Because the Christian community is a dynamic organism, fed in the eternal ferment of the Holy Spirit, reformation is a permanent condition of the Church when she is healthy. It happens in modern times also, in Vatican II, in the gathering of orthodox Christians out of stale denominations which no longer convey the fullness of Christ into new wineskins able to handle the dynamic expanding juice of living Christianity in the Spirit, in the prophetic voices of a Pope in Rome and a Patriarch in Constantinople reminding us that it is the Lord’s earth and the Lord’s poor people, and we need to care for it and them.
It happens also in micro, within the living action of thousands of congregations, as faithful people journey towards a life together on the path to the great Day of the Lord, when finally reformation will be complete. As such, the juxtaposition of Reformation Day and All Saints Day is quite appropriate. The former is good preparation for the latter.

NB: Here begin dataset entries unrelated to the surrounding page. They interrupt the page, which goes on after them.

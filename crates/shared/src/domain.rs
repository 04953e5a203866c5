use std::fmt;

use serde::{Deserialize, Serialize};
use uuid::Uuid;

#[derive(Debug, Clone, Copy, PartialEq, Eq, Hash, Serialize, Deserialize)]
pub struct ProfileId(pub Uuid);

impl fmt::Display for ProfileId {
    fn fmt(&self, f: &mut fmt::Formatter<'_>) -> fmt::Result {
        self.0.fmt(f)
    }
}

/// A single fetched profile. Immutable once it has been received.
#[derive(Debug, Clone, PartialEq, Eq, Serialize, Deserialize)]
pub struct Profile {
    pub id: ProfileId,
    pub first_name: String,
    pub last_name: String,
    pub age: u32,
    pub city: String,
    pub country: String,
    pub image_url: String,
}

impl Profile {
    pub fn display_name(&self) -> String {
        format!("{} {}", self.first_name, self.last_name)
    }

    pub fn location(&self) -> String {
        format!("{}, {}", self.city, self.country)
    }
}

#[derive(Debug, Clone, Copy, PartialEq, Eq, Serialize, Deserialize)]
#[serde(rename_all = "snake_case")]
pub enum Decision {
    Accept,
    Reject,
}

impl Decision {
    pub fn label(self) -> &'static str {
        match self {
            Decision::Accept => "like",
            Decision::Reject => "nope",
        }
    }
}
//! Wire format of the randomuser.me profile API. Only the fields the browser
//! consumes are modelled; everything else in the payload is ignored.

use serde::{Deserialize, Serialize};
use uuid::Uuid;

use crate::domain::{Profile, ProfileId};

#[derive(Debug, Clone, Serialize, Deserialize)]
#[serde(untagged)]
pub enum RandomUserEnvelope {
    Error { error: String },
    Batch(RandomUserResponse),
}

#[derive(Debug, Clone, Serialize, Deserialize)]
pub struct RandomUserResponse {
    pub results: Vec<RandomUserRecord>,
}

#[derive(Debug, Clone, Serialize, Deserialize)]
pub struct RandomUserRecord {
    pub login: LoginPayload,
    pub name: NamePayload,
    pub dob: DobPayload,
    pub location: LocationPayload,
    pub picture: PicturePayload,
}

#[derive(Debug, Clone, Serialize, Deserialize)]
pub struct LoginPayload {
    pub uuid: Uuid,
}

#[derive(Debug, Clone, Serialize, Deserialize)]
pub struct NamePayload {
    pub first: String,
    pub last: String,
}

#[derive(Debug, Clone, Serialize, Deserialize)]
pub struct DobPayload {
    pub age: u32,
}

#[derive(Debug, Clone, Serialize, Deserialize)]
pub struct LocationPayload {
    pub city: String,
    pub country: String,
}

#[derive(Debug, Clone, Serialize, Deserialize)]
pub struct PicturePayload {
    pub large: String,
}

impl From<RandomUserRecord> for Profile {
    fn from(record: RandomUserRecord) -> Self {
        Self {
            id: ProfileId(record.login.uuid),
            first_name: record.name.first,
            last_name: record.name.last,
            age: record.dob.age,
            city: record.location.city,
            country: record.location.country,
            image_url: record.picture.large,
        }
    }
}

The current problem is not that Reformation Day is celebrated, but rather that the day is wrongly understood. The flock is woefully uninformed about the nature of Christian reformation and the significance of the observance. Poor Christian formation will lead predictably to poor Christian reformation. It is contrary to the instincts of institutional self-survival to understand the Church as the eucharistic community gathered sacramentally into the Body of Christ, a concept requiring oneness and dynamism by definition. Institutional self-promotion has a different spirit, of competition, of power, of preserving establishment status quo, of stifling ferment.
Instead, a Reformation Day that understands the Church needs to be the Body of Christ, needs to be alive in a continual process of repentance, restarting, reforming, and resurrecting, is a great festival indeed, knowing that the best reforming lies ahead, not in a history book, and no denomination has a corner on it, because the Spirit blows where he will. And he starts with me.